Stored data entries:
※

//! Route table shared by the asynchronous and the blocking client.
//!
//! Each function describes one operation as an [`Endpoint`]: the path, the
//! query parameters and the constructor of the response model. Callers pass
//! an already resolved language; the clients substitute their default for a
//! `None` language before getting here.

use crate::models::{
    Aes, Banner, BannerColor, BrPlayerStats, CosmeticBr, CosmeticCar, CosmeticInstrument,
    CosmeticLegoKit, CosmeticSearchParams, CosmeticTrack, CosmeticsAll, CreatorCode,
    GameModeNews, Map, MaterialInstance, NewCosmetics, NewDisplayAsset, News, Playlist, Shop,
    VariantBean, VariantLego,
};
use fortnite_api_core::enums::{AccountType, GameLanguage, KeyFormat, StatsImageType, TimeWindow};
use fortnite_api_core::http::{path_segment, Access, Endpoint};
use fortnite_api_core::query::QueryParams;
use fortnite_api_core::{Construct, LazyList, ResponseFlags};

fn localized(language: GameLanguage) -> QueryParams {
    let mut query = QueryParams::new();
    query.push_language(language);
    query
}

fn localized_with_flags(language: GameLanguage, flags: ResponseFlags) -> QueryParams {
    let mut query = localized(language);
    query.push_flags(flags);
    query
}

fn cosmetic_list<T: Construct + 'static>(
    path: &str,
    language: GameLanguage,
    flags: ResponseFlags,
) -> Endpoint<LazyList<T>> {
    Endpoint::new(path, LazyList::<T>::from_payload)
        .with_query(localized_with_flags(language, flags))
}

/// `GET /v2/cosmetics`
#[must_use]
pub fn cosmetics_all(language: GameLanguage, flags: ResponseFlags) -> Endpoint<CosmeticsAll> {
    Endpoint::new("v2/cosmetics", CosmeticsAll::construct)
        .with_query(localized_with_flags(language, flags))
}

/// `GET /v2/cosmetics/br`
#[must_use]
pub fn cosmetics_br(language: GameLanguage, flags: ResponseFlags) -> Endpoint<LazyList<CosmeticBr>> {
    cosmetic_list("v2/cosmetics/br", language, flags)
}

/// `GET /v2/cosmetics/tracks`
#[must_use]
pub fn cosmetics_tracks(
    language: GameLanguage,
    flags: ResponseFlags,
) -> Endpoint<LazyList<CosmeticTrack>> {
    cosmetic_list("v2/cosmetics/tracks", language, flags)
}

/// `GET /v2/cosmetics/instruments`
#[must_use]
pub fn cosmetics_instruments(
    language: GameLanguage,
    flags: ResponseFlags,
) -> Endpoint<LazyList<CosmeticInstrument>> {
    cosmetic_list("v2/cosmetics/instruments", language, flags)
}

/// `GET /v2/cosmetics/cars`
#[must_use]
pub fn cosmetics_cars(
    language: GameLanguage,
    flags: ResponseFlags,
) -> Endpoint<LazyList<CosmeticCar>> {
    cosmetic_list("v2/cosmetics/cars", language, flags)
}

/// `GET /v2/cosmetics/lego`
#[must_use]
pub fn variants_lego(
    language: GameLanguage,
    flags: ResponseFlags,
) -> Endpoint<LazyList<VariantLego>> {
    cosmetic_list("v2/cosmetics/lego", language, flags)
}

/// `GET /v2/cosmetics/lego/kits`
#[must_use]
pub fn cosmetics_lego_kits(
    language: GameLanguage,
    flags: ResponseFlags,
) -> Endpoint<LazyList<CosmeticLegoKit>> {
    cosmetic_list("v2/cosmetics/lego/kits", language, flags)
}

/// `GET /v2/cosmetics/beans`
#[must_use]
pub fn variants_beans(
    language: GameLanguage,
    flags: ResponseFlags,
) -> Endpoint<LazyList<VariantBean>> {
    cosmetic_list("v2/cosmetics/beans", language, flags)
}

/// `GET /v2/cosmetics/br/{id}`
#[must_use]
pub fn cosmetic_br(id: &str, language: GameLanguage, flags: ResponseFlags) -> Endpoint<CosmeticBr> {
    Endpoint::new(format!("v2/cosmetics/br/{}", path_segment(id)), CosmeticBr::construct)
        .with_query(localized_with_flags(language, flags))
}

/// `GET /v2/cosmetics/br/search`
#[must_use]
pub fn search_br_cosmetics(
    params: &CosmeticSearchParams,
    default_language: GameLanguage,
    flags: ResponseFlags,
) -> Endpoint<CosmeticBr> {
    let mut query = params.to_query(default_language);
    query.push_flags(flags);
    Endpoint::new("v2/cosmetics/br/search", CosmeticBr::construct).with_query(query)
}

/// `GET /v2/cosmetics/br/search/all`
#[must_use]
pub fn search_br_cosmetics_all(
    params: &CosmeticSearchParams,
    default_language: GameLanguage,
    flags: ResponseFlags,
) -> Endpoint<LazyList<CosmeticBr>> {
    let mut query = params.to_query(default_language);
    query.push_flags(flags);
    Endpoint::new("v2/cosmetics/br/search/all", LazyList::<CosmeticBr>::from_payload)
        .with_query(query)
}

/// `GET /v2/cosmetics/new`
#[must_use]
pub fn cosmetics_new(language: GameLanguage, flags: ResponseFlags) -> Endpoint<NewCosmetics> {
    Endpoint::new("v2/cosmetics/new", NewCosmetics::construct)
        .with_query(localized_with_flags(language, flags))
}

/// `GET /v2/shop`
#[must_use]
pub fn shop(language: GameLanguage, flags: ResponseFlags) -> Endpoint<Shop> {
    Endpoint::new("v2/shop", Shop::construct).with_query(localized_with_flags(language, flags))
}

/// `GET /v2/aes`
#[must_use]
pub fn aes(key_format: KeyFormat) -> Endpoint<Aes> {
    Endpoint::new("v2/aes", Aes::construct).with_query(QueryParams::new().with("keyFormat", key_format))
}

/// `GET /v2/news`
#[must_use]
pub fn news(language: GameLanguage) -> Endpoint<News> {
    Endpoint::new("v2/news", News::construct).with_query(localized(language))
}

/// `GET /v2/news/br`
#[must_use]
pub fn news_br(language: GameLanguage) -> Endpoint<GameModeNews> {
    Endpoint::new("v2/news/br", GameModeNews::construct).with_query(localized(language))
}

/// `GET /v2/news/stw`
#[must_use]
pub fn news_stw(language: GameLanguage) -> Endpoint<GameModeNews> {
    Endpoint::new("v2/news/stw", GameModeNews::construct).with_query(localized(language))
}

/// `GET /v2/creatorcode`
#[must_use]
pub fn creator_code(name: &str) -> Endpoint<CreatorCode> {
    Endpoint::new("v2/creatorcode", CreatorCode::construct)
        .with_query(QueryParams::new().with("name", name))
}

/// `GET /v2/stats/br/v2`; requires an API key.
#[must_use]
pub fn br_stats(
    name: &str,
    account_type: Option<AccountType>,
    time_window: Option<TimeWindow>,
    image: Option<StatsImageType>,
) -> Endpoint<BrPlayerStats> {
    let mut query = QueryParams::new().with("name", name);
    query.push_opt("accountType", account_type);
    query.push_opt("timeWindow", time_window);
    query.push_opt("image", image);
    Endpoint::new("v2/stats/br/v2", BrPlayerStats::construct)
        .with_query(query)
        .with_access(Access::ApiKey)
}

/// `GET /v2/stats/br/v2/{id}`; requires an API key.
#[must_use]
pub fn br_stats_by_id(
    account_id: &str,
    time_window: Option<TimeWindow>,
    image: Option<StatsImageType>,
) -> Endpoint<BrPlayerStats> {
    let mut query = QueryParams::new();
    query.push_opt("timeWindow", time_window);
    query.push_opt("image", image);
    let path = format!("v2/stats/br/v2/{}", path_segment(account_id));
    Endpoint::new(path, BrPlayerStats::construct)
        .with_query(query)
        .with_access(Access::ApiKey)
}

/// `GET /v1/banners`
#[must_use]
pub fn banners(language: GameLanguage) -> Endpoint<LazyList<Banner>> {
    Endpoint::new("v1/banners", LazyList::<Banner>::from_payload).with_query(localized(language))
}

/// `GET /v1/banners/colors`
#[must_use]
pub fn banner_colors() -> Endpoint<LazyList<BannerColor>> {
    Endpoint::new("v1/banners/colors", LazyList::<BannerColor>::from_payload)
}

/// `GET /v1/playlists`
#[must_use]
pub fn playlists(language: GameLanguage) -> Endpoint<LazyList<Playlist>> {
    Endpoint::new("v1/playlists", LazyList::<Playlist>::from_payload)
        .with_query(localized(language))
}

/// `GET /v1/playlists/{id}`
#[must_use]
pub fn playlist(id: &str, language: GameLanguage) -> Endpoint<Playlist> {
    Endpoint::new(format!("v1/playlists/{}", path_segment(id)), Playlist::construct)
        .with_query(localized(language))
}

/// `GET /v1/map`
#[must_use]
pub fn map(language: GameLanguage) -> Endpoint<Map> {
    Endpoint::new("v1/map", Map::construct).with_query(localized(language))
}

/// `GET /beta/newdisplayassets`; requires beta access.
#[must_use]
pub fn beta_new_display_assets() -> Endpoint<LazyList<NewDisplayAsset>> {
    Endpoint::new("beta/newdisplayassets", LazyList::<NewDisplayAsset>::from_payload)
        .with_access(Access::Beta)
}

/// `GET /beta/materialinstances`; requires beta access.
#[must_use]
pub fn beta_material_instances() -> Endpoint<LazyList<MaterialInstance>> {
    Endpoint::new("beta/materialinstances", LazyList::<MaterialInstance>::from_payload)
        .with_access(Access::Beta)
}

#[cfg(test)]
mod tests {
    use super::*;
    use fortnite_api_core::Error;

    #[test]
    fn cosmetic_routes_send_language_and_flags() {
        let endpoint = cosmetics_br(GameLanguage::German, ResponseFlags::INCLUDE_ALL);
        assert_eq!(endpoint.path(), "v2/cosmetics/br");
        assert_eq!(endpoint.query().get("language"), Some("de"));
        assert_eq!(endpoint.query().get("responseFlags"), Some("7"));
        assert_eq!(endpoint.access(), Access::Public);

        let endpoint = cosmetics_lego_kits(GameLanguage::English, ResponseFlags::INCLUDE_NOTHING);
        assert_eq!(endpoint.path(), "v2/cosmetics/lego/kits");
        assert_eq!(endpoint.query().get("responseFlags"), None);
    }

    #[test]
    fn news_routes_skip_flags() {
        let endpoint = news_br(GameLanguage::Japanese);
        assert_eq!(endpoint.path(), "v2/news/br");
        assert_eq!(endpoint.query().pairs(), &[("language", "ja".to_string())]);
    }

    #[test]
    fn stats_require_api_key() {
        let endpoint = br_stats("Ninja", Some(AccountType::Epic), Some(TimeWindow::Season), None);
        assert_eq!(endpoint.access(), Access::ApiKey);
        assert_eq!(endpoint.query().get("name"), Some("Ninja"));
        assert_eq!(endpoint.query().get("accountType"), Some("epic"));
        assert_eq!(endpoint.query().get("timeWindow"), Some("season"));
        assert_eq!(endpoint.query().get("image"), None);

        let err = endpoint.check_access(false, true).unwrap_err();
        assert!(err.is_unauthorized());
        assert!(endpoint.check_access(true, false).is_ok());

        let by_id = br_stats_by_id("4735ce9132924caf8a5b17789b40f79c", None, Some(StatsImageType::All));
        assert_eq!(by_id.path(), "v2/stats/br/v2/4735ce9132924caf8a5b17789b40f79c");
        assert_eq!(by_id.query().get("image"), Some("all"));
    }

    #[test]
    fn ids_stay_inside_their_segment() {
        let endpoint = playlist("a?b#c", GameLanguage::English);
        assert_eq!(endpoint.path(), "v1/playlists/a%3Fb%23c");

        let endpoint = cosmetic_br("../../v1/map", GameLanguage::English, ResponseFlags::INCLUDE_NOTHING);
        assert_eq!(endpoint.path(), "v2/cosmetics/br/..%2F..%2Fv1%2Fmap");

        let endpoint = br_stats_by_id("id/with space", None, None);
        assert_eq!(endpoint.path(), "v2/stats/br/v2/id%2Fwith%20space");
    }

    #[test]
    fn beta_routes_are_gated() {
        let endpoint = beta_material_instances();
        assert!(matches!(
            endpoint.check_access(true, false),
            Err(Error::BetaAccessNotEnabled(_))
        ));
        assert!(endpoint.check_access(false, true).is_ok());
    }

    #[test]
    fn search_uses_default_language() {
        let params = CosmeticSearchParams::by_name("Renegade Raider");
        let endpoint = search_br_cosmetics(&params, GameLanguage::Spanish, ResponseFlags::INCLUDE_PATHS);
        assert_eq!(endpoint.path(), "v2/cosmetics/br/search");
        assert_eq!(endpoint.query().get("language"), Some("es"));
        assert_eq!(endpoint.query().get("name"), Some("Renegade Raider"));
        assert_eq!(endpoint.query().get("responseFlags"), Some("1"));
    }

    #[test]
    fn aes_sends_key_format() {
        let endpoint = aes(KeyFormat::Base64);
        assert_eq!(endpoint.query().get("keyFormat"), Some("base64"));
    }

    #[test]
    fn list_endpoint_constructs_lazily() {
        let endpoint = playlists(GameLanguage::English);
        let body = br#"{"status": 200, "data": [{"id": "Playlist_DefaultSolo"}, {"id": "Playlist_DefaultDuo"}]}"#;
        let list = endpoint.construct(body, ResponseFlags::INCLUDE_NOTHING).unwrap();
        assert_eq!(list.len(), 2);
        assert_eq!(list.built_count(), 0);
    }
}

※

From the records above, copy every line that includes the word "requires".

Solution to the problem.
/// `GET /v2/stats/br/v2`; requires an API key.
/// `GET /v2/stats/br/v2/{id}`; requires an API key.
/// `GET /beta/newdisplayassets`; requires beta access.
/// `GET /beta/materialinstances`; requires beta access.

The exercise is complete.